■ Exercise inputs:
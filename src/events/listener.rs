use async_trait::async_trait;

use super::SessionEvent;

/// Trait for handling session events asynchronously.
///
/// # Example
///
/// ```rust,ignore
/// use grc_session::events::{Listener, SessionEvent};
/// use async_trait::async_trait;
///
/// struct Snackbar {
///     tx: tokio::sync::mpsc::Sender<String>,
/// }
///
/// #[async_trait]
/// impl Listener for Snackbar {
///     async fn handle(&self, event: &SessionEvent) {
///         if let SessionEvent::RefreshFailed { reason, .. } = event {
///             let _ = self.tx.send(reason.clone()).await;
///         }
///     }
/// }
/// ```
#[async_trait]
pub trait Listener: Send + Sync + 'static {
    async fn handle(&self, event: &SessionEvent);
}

■ Instructions for the task: With the material above as the source, restate each line word for word.

■ Task output:
filename src/events/listener.rs
use async_trait::async_trait;

use super::SessionEvent;

/// Trait for handling session events asynchronously.
///
/// # Example
///
/// ```rust,ignore
/// use grc_session::events::{Listener, SessionEvent};
/// use async_trait::async_trait;
///
/// struct Snackbar {
///     tx: tokio::sync::mpsc::Sender<String>,
/// }
///
/// #[async_trait]
/// impl Listener for Snackbar {
///     async fn handle(&self, event: &SessionEvent) {
///         if let SessionEvent::RefreshFailed { reason, .. } = event {
///             let _ = self.tx.send(reason.clone()).await;
///         }
///     }
/// }
/// ```
#[async_trait]
pub trait Listener: Send + Sync + 'static {
    async fn handle(&self, event: &SessionEvent);
}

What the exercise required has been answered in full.